The evaluation process responsible for this may involve the mediolateral connections of the cortex, which lead back to the limbic system, where emotions are thought to be mediated, at the cingulate gyrus. Some kind of pattern recognition seems unavoidable, whereby a representation of what you desire <06-25-2021: itself a sub-network activation> elaborated by the mediolateral system is matched to retrieved associations. Your target may be only a part of the retrieved association, but will suffice to pull the association into the attentional focus.

This is a great system, because it allows a mammal to converge everything it knows on every task, rather than having to perform as a blinkered if-then machine.

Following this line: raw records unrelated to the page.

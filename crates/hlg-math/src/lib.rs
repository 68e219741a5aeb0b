//! # hlg-math
//!
//! Math primitives for the HLG display pipeline.
//!
//! This crate provides the vector and matrix types the color transforms
//! are built on:
//!
//! - [`Mat3`] - 3x3 matrices for RGB/XYZ color space transforms
//! - [`Vec3`] - 3D vectors for RGB and XYZ triplets
//!
//! # Design
//!
//! All matrix operations assume **row-major** storage and **column
//! vectors**:
//!
//! ```text
//! result = matrix * vector
//! ```
//!
//! Everything is `f64`: the display chain is configuration-time math with
//! tight round-trip tolerances, not a per-pixel loop. [`glam`] `DVec3`/
//! `DMat3` conversions are provided for interop with single-precision
//! pixel pipelines.
//!
//! # Usage
//!
//! ```rust
//! use hlg_math::{Mat3, Vec3};
//!
//! let rgb_to_xyz = Mat3::from_rows([
//!     [0.6369580483012914, 0.14461690358620832, 0.1688809751641721],
//!     [0.2627002120112671, 0.6779980715188708, 0.05930171646986196],
//!     [0.0, 0.028072693049087428, 1.060985057710791],
//! ]);
//!
//! let rgb = Vec3::new(1.0, 0.5, 0.25);
//! let xyz = rgb_to_xyz * rgb;
//! ```
//!
//! # Dependencies
//!
//! - [`glam`] - interop with DVec3/DMat3
//!
//! # Used By
//!
//! - `hlg-primaries` - RGB/XYZ matrix generation
//! - `hlg-display` - OOTF, EOTF, and signal conversions

#![warn(missing_docs)]
#![warn(rustdoc::missing_crate_level_docs)]

mod mat3;
mod vec3;

pub use mat3::*;
pub use vec3::*;

/// Re-export glam types for direct use
pub mod glam {
    pub use ::glam::{DMat3 as GlamDMat3, DVec3 as GlamDVec3};
}
//! Display-referred EOTF and its inverse.
//!
//! The BT.2390 HLG EOTF maps an HLG-encoded signal triple to display
//! linear light in two stages: a per-channel stage (black-level lift,
//! then the inverse OETF) followed by a whole-triple stage (system gamma
//! on luminance via the OOTF). The inverse EOTF is the strict algebraic
//! inversion, run in the opposite order.
//!
//! # Reference
//!
//! ITU-R BT.2390-10 section 6.3

use hlg_math::Vec3;
use hlg_transfer::hlg;

use crate::ootf::{apply_system_gamma, remove_system_gamma};

/// HLG EOTF: decodes an HLG signal triple to display-linear light.
///
/// Per channel: `value = (1 - β)·E' + β`, clamped to `max(0, value)`,
/// then the inverse OETF; the scene-linear triple then gets the system
/// gamma applied to its luminance.
///
/// Output is display-linear light, nominally in [0, 1]. No clamping is
/// applied beyond the `max(0, ·)` step — callers needing a strict
/// display range clamp afterwards (see
/// [`HlgDisplay::signal_to_display`](crate::HlgDisplay::signal_to_display)).
///
/// # Example
///
/// ```rust
/// use hlg_display::eotf;
/// use hlg_math::Vec3;
///
/// // No lift, unit gamma: reduces to the inverse OETF per channel
/// let display = eotf(Vec3::splat(0.5), 0.0, 1.0);
/// assert!((display.x - 1.0 / 12.0).abs() < 1e-12);
/// ```
#[inline]
pub fn eotf(signal: Vec3, beta: f64, gamma: f64) -> Vec3 {
    let scene = signal.map(|ep| hlg::inv_oetf(((1.0 - beta) * ep + beta).max(0.0)));
    apply_system_gamma(scene, gamma)
}

/// HLG inverse EOTF: encodes display-linear light back to an HLG signal
/// triple.
///
/// Strict algebraic inversion of [`eotf`]: remove system gamma
/// (`Y^(1/γ)` via XYZ), clamp each scene-linear channel to
/// `max(0, E)` (the OOTF can push out-of-gamut channels slightly
/// negative), apply the OETF per channel, then invert the black-lift
/// affine map: `E' = (E - β) / (1 - β)`.
///
/// # Preconditions
///
/// `beta < 1`. Any physical display satisfies this (β ≥ 1 would put
/// black at a third of peak); parameters validated by
/// [`HlgDisplay::new`](crate::HlgDisplay::new) cannot violate it.
///
/// # Example
///
/// ```rust
/// use hlg_display::{eotf, inv_eotf};
/// use hlg_math::Vec3;
///
/// let signal = Vec3::new(0.1, 0.5, 0.9);
/// let back = inv_eotf(eotf(signal, 0.0, 1.0), 0.0, 1.0);
/// assert!((back.y - 0.5).abs() < 1e-9);
/// ```
#[inline]
pub fn inv_eotf(display: Vec3, beta: f64, gamma: f64) -> Vec3 {
    let scene = remove_system_gamma(display, gamma);
    scene.map(|e| (hlg::oetf(e.max(0.0)) - beta) / (1.0 - beta))
}
//! # hlg-display
//!
//! Display-referred HLG transforms per ITU-R BT.2390: the OOTF (system
//! gamma on luminance), the EOTF and its inverse (black-level lift plus
//! OOTF around the scalar curves), the viewing-environment parameter
//! formulas, and the conversion of conventional sRGB content into the
//! rec2100-HLG signal.
//!
//! # Pipeline
//!
//! ```text
//! HLG signal --(black lift, inverse OETF per channel)--> scene linear
//!            --(system gamma on Y, via XYZ)-----------> display linear
//! ```
//!
//! The per-channel and whole-triple stages are deliberately separate
//! surfaces: the scalar curves live in [`hlg_transfer`], and everything
//! taking a [`Vec3`](hlg_math::Vec3) here needs the full triple because
//! luminance depends on all three channels.
//!
//! # Usage
//!
//! ```rust
//! use hlg_display::{HlgDisplay, extended_srgb_to_rec2100_hlg};
//! use hlg_math::Vec3;
//!
//! // Bring sRGB content into the HLG signal
//! let hlg_signal = extended_srgb_to_rec2100_hlg(Vec3::new(0.9, 0.6, 0.3));
//!
//! // Decode for a particular display and room
//! let display = HlgDisplay::new(600.0, 0.1, 10.0)?;
//! let rgb = display.signal_to_display(hlg_signal);
//! # Ok::<(), hlg_display::DisplayError>(())
//! ```
//!
//! # Environment parameters
//!
//! β (black-level lift) and γ (system gamma) are pure functions of the
//! display and room ([`black_level_lift`], [`extended_gamma`],
//! [`bright_gamma`]); [`HlgDisplay`] recomputes them per call rather
//! than caching. Parameter-domain violations surface as
//! [`DisplayError`] values.
//!
//! # Dependencies
//!
//! - [`hlg-math`] - Vec3/Mat3
//! - [`hlg-primaries`] - fixed rec2100/sRGB matrices
//! - [`hlg-transfer`] - scalar curves
//! - [`thiserror`] - error derive

#![warn(missing_docs)]
#![warn(rustdoc::missing_crate_level_docs)]

pub mod convert;
pub mod display;
pub mod eotf;
pub mod error;
pub mod gamma;
pub mod ootf;

pub use convert::{extended_srgb_to_rec2100_hlg, srgb_to_hlg_scale, HLG_MEDIA_WHITE_SIGNAL};
pub use display::HlgDisplay;
pub use eotf::{eotf, inv_eotf};
pub use error::{DisplayError, DisplayResult};
pub use gamma::{
    black_level_lift, bright_gamma, extended_gamma, REFERENCE_AMBIENT_LUMINANCE,
    REFERENCE_GAMMA, REFERENCE_PEAK_LUMINANCE,
};
pub use ootf::{apply_system_gamma, remove_system_gamma};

Brain mechanisms and our evolutionary history

01-02-2021: Why should we have this back-and-forthing between the prefrontal cortex and the sensory association cortex? Two possibilities: 1) the backward projections serve a priming function, getting certain if-then rules closer to firing threshold in a context-sensitive manner; 2) This is a uniquely human adaptation for our ecological niche as environment modifiers. In ordinary tool use and manufacturing, dating back to Homo habilis, the built thing is smaller than the builder's body, but in environment modification, the built thing is larger than the builder's body—an important distinction. Thus, the builder can only see one part of it at a time. Viewings must therefore be interleaved with reorientations involving the eyes, neck, trunk, and feet. These reorientations, being motoric in nature, will be represented frontally, and I place these representations in the prefrontal cortex. The mental representation of the macro-built-thing therefore ends up being an interleaved collection of views and reorientations. <07-11-2021: In other words, a simulation.> The reorientations would have to be calibrated by the vestibular system to allow the various views to be assembled into a coherent whole. By this theory, consciousness is associated with environment modification.

05-24-2021: Consistent with this theory, the cortical representation of vestibular sense data is atypical. There is no "primary vestibular area." Rather, islands of vestibular-responsive neurons are scattered over the sensory cortex, distributing across the other senses. This seems analogous to a little annotation for xyz coordinates, etc., automatically inserted in a picture, as seen in computer-generated medical diagnostic images.